Crítica de «Chubut libertad y tierra»: la importancia de la memoria
Por Francisco Corso
Nahue, una chica con gran interés en su pasado decide viajar a Chubut con la intención de averiguar sobre la historia de su abuelo. En ello, ella se entera de un grupo militante del cual su abuelo formaba parte. A través de sus investigaciones se va adentrando a un mundo de tratados políticos y negociaciones que no tienen en cuenta un factor muy importante: la integridad de los pueblos originarios.
Una película que desde un principio no niega el vínculo que uno tiene con el pasado. A lo largo del viaje de Nahue podemos ver en más de una ocasión material de la época del abuelo. Sin embargo, este material no se siente en absoluto ajeno. Como si hubiera existido para apoyar el discurso que Nahue va formando a lo largo de la película. Esto sumado a las comparaciones que se establecen entre el pasado y el presente (mostrando fotos de los mismos lugares en los que se encuentra ella hace mas de 60 años). Nos hacen sentir que estamos viajando por Chubut, espacial y temporalmente.

Este es un documental con muchísima información, que si a uno se la arrojaran completa y de un tirón, no sería capaz de procesarla. Sin embargo, a través de las pausas y de sus amenos paisajes, “Chubut, libertad y tierra” logra adentrarte, con paso lento pero seguro, en el pasado.

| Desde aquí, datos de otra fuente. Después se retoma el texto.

use anyhow::Context;
use async_trait::async_trait;
use sqlx::{postgres::PgPoolOptions, PgPool, Postgres, QueryBuilder};
use time::OffsetDateTime;
use uuid::Uuid;

use super::{
    Candidate, CandidatePatch, Company, Interview, InterviewStatus, NewCandidate, NewCompany,
    NewInterview, NewUser, NewWarning, Page, Store, StoreError, StoreResult, User, Warning,
};
use crate::access::Scope;

const USER_COLUMNS: &str =
    "id, email, password_hash, full_name, role, company_id, created_at, updated_at";

const COMPANY_COLUMNS: &str = "id, name, contact_email, is_active, created_at";

const CANDIDATE_SELECT: &str = r#"
    SELECT c.id, c.recruiter_id, c.full_name, c.email, c.phone,
           c.resume_key, c.resume_content_type,
           u.company_id AS owner_company_id,
           c.created_at, c.updated_at
      FROM candidates c
      LEFT JOIN users u ON u.id = c.recruiter_id
"#;

const INTERVIEW_SELECT: &str = r#"
    SELECT i.id, i.candidate_id, i.job_title, i.status,
           i.scheduled_at, i.started_at, i.ended_at,
           c.recruiter_id,
           u.company_id AS owner_company_id,
           i.created_at, i.updated_at
      FROM interviews i
      JOIN candidates c ON c.id = i.candidate_id
      LEFT JOIN users u ON u.id = c.recruiter_id
"#;

#[derive(Clone)]
pub struct PgStore {
    db: PgPool,
}

impl PgStore {
    pub fn new(db: PgPool) -> Self {
        Self { db }
    }

    pub async fn connect(database_url: &str) -> anyhow::Result<Self> {
        let db = PgPoolOptions::new()
            .max_connections(10)
            .connect(database_url)
            .await
            .context("connect to database")?;

        sqlx::migrate!("./migrations")
            .run(&db)
            .await
            .context("run migrations")?;
        tracing::info!("database migrations applied");
        Ok(Self::new(db))
    }

    async fn fetch_candidate(&self, id: Uuid) -> StoreResult<Candidate> {
        self.find_candidate(id)
            .await?
            .ok_or(StoreError::NotFound("candidate"))
    }
}

fn unique_violation(what: &'static str, context: &'static str) -> impl FnOnce(sqlx::Error) -> StoreError {
    move |err| match &err {
        sqlx::Error::Database(db) if db.is_unique_violation() => StoreError::Conflict(what),
        _ => StoreError::Backend(anyhow::Error::new(err).context(context)),
    }
}

#[async_trait]
impl Store for PgStore {
    async fn create_user(&self, new: NewUser) -> StoreResult<User> {
        let user = sqlx::query_as::<_, User>(&format!(
            r#"
            INSERT INTO users (email, password_hash, full_name, role, company_id)
            VALUES ($1, $2, $3, $4, $5)
            RETURNING {USER_COLUMNS}
            "#
        ))
        .bind(&new.email)
        .bind(&new.password_hash)
        .bind(&new.full_name)
        .bind(new.role)
        .bind(new.company_id)
        .fetch_one(&self.db)
        .await
        .map_err(unique_violation("user", "insert user"))?;
        Ok(user)
    }

    async fn find_user(&self, id: Uuid) -> StoreResult<Option<User>> {
        let user = sqlx::query_as::<_, User>(&format!(
            "SELECT {USER_COLUMNS} FROM users WHERE id = $1"
        ))
        .bind(id)
        .fetch_optional(&self.db)
        .await
        .context("find user")?;
        Ok(user)
    }

    async fn find_user_by_email(&self, email: &str) -> StoreResult<Option<User>> {
        let user = sqlx::query_as::<_, User>(&format!(
            "SELECT {USER_COLUMNS} FROM users WHERE email = $1"
        ))
        .bind(email)
        .fetch_optional(&self.db)
        .await
        .context("find user by email")?;
        Ok(user)
    }

    async fn update_user_name(&self, id: Uuid, full_name: &str) -> StoreResult<User> {
        sqlx::query_as::<_, User>(&format!(
            r#"
            UPDATE users SET full_name = $2, updated_at = now()
             WHERE id = $1
            RETURNING {USER_COLUMNS}
            "#
        ))
        .bind(id)
        .bind(full_name)
        .fetch_optional(&self.db)
        .await
        .context("update user name")?
        .ok_or(StoreError::NotFound("user"))
    }

    async fn create_company(&self, new: NewCompany) -> StoreResult<Company> {
        let company = sqlx::query_as::<_, Company>(&format!(
            r#"
            INSERT INTO companies (name, contact_email)
            VALUES ($1, $2)
            RETURNING {COMPANY_COLUMNS}
            "#
        ))
        .bind(&new.name)
        .bind(&new.contact_email)
        .fetch_one(&self.db)
        .await
        .context("insert company")?;
        Ok(company)
    }

    async fn find_company(&self, id: Uuid) -> StoreResult<Option<Company>> {
        let company = sqlx::query_as::<_, Company>(&format!(
            "SELECT {COMPANY_COLUMNS} FROM companies WHERE id = $1"
        ))
        .bind(id)
        .fetch_optional(&self.db)
        .await
        .context("find company")?;
        Ok(company)
    }

    async fn list_companies(&self) -> StoreResult<Vec<Company>> {
        let rows = sqlx::query_as::<_, Company>(&format!(
            "SELECT {COMPANY_COLUMNS} FROM companies ORDER BY name ASC"
        ))
        .fetch_all(&self.db)
        .await
        .context("list companies")?;
        Ok(rows)
    }

    async fn set_company_active(&self, id: Uuid, active: bool) -> StoreResult<Company> {
        sqlx::query_as::<_, Company>(&format!(
            "UPDATE companies SET is_active = $2 WHERE id = $1 RETURNING {COMPANY_COLUMNS}"
        ))
        .bind(id)
        .bind(active)
        .fetch_optional(&self.db)
        .await
        .context("update company")?
        .ok_or(StoreError::NotFound("company"))
    }

    async fn create_candidate(&self, new: NewCandidate) -> StoreResult<Candidate> {
        let id: Uuid = sqlx::query_scalar(
            r#"
            INSERT INTO candidates (recruiter_id, full_name, email, phone)
            VALUES ($1, $2, $3, $4)
            RETURNING id
            "#,
        )
        .bind(new.recruiter_id)
        .bind(&new.full_name)
        .bind(&new.email)
        .bind(&new.phone)
        .fetch_one(&self.db)
        .await
        .context("insert candidate")?;
        self.fetch_candidate(id).await
    }

    async fn find_candidate(&self, id: Uuid) -> StoreResult<Option<Candidate>> {
        let row = sqlx::query_as::<_, Candidate>(&format!("{CANDIDATE_SELECT} WHERE c.id = $1"))
            .bind(id)
            .fetch_optional(&self.db)
            .await
            .context("find candidate")?;
        Ok(row)
    }

    async fn list_candidates(&self, scope: &Scope, page: Page) -> StoreResult<Vec<Candidate>> {
        let mut qb = QueryBuilder::<Postgres>::new(CANDIDATE_SELECT);
        qb.push(" WHERE TRUE");
        scope.push_sql(&mut qb, "c.recruiter_id", "u.company_id");
        qb.push(" ORDER BY c.created_at DESC, c.id LIMIT ")
            .push_bind(page.limit)
            .push(" OFFSET ")
            .push_bind(page.offset);

        let rows = qb
            .build_query_as::<Candidate>()
            .fetch_all(&self.db)
            .await
            .context("list candidates")?;
        Ok(rows)
    }

    async fn update_candidate(&self, id: Uuid, patch: CandidatePatch) -> StoreResult<Candidate> {
        let updated = sqlx::query(
            r#"
            UPDATE candidates
               SET full_name = COALESCE($2, full_name),
                   email = COALESCE($3, email),
                   phone = CASE WHEN $5 THEN $4 ELSE phone END,
                   updated_at = now()
             WHERE id = $1
            "#,
        )
        .bind(id)
        .bind(&patch.full_name)
        .bind(&patch.email)
        .bind(patch.phone.clone().flatten())
        .bind(patch.phone.is_some())
        .execute(&self.db)
        .await
        .context("update candidate")?;
        if updated.rows_affected() == 0 {
            return Err(StoreError::NotFound("candidate"));
        }
        self.fetch_candidate(id).await
    }

    async fn set_candidate_resume(
        &self,
        id: Uuid,
        key: &str,
        content_type: &str,
    ) -> StoreResult<Candidate> {
        let updated = sqlx::query(
            r#"
            UPDATE candidates
               SET resume_key = $2, resume_content_type = $3, updated_at = now()
             WHERE id = $1
            "#,
        )
        .bind(id)
        .bind(key)
        .bind(content_type)
        .execute(&self.db)
        .await
        .context("set candidate resume")?;
        if updated.rows_affected() == 0 {
            return Err(StoreError::NotFound("candidate"));
        }
        self.fetch_candidate(id).await
    }

    async fn assign_recruiter(&self, id: Uuid, recruiter_id: Uuid) -> StoreResult<Candidate> {
        let updated = sqlx::query(
            "UPDATE candidates SET recruiter_id = $2, updated_at = now() WHERE id = $1",
        )
        .bind(id)
        .bind(recruiter_id)
        .execute(&self.db)
        .await
        .context("assign recruiter")?;
        if updated.rows_affected() == 0 {
            return Err(StoreError::NotFound("candidate"));
        }
        self.fetch_candidate(id).await
    }

    async fn list_orphan_candidates(&self) -> StoreResult<Vec<Candidate>> {
        let rows = sqlx::query_as::<_, Candidate>(&format!(
            "{CANDIDATE_SELECT} WHERE c.recruiter_id IS NULL ORDER BY c.created_at ASC"
        ))
        .fetch_all(&self.db)
        .await
        .context("list orphan candidates")?;
        Ok(rows)
    }

    async fn delete_candidate(&self, id: Uuid) -> StoreResult<()> {
        // interviews and warnings go with it via ON DELETE CASCADE
        let deleted = sqlx::query("DELETE FROM candidates WHERE id = $1")
            .bind(id)
            .execute(&self.db)
            .await
            .context("delete candidate")?;
        if deleted.rows_affected() == 0 {
            return Err(StoreError::NotFound("candidate"));
        }
        Ok(())
    }

    async fn create_interview(&self, new: NewInterview) -> StoreResult<Interview> {
        let id: Uuid = sqlx::query_scalar(
            r#"
            INSERT INTO interviews (candidate_id, job_title, scheduled_at)
            VALUES ($1, $2, $3)
            RETURNING id
            "#,
        )
        .bind(new.candidate_id)
        .bind(&new.job_title)
        .bind(new.scheduled_at)
        .fetch_one(&self.db)
        .await
        .context("insert interview")?;
        self.find_interview(id)
            .await?
            .ok_or(StoreError::NotFound("interview"))
    }

    async fn find_interview(&self, id: Uuid) -> StoreResult<Option<Interview>> {
        let row = sqlx::query_as::<_, Interview>(&format!("{INTERVIEW_SELECT} WHERE i.id = $1"))
            .bind(id)
            .fetch_optional(&self.db)
            .await
            .context("find interview")?;
        Ok(row)
    }

    async fn list_interviews(
        &self,
        scope: &Scope,
        status: Option<InterviewStatus>,
        page: Page,
    ) -> StoreResult<Vec<Interview>> {
        let mut qb = QueryBuilder::<Postgres>::new(INTERVIEW_SELECT);
        qb.push(" WHERE TRUE");
        scope.push_sql(&mut qb, "c.recruiter_id", "u.company_id");
        if let Some(status) = status {
            qb.push(" AND i.status = ").push_bind(status);
        }
        qb.push(" ORDER BY i.scheduled_at DESC, i.id LIMIT ")
            .push_bind(page.limit)
            .push(" OFFSET ")
            .push_bind(page.offset);

        let rows = qb
            .build_query_as::<Interview>()
            .fetch_all(&self.db)
            .await
            .context("list interviews")?;
        Ok(rows)
    }

    async fn save_interview_state(
        &self,
        interview: &Interview,
        expected_started_at: Option<OffsetDateTime>,
    ) -> StoreResult<Interview> {
        let updated = sqlx::query(
            r#"
            UPDATE interviews
               SET status = $2, started_at = $3, ended_at = $4, updated_at = now()
             WHERE id = $1
               AND status = 'scheduled'
               AND started_at IS NOT DISTINCT FROM $5
            "#,
        )
        .bind(interview.id)
        .bind(interview.status)
        .bind(interview.started_at)
        .bind(interview.ended_at)
        .bind(expected_started_at)
        .execute(&self.db)
        .await
        .context("save interview state")?;
        if updated.rows_affected() == 0 {
            return match self.find_interview(interview.id).await? {
                Some(_) => Err(StoreError::Stale("interview")),
                None => Err(StoreError::NotFound("interview")),
            };
        }
        self.find_interview(interview.id)
            .await?
            .ok_or(StoreError::NotFound("interview"))
    }

    async fn add_warning(&self, new: NewWarning) -> StoreResult<Warning> {
        // The running check and the insert happen in one statement.
        let warning = sqlx::query_as::<_, Warning>(
            r#"
            INSERT INTO interview_warnings (interview_id, kind, message)
            SELECT i.id, $2, $3
              FROM interviews i
             WHERE i.id = $1
               AND i.status = 'scheduled'
               AND i.started_at IS NOT NULL
               AND i.ended_at IS NULL
            RETURNING id, interview_id, kind, message, occurred_at
            "#,
        )
        .bind(new.interview_id)
        .bind(new.kind)
        .bind(&new.message)
        .fetch_optional(&self.db)
        .await
        .context("insert warning")?;
        match warning {
            Some(warning) => Ok(warning),
            None => match self.find_interview(new.interview_id).await? {
                Some(_) => Err(StoreError::Stale("interview")),
                None => Err(StoreError::NotFound("interview")),
            },
        }
    }

    async fn list_warnings(&self, interview_id: Uuid) -> StoreResult<Vec<Warning>> {
        let rows = sqlx::query_as::<_, Warning>(
            r#"
            SELECT id, interview_id, kind, message, occurred_at
              FROM interview_warnings
             WHERE interview_id = $1
             ORDER BY occurred_at ASC, id
            "#,
        )
        .bind(interview_id)
        .fetch_all(&self.db)
        .await
        .context("list warnings")?;
        Ok(rows)
    }
}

Si bien he disfrutado mucho esta película, me ha pasado que el cambio de lugar constante que realiza el personaje no termina por sentirse completo y eso se debe al sonido, que en más de una ocasión cambia bruscamente y me saca el relato. Sin embargo, es algo que se puede justificar debido a la naturaleza de este documental.

“Chubut, libertad y tierra” es un interesante documental con un gran contenido histórico.
A través de este documental sentí que se le lograba dar voz a todas aquellas personas que fueron silenciadas en el pasado. Con una crítica contundente, Carlos Echeverría se ocupa de que esta provincia de la Patagonia no siga siendo pasada por alto.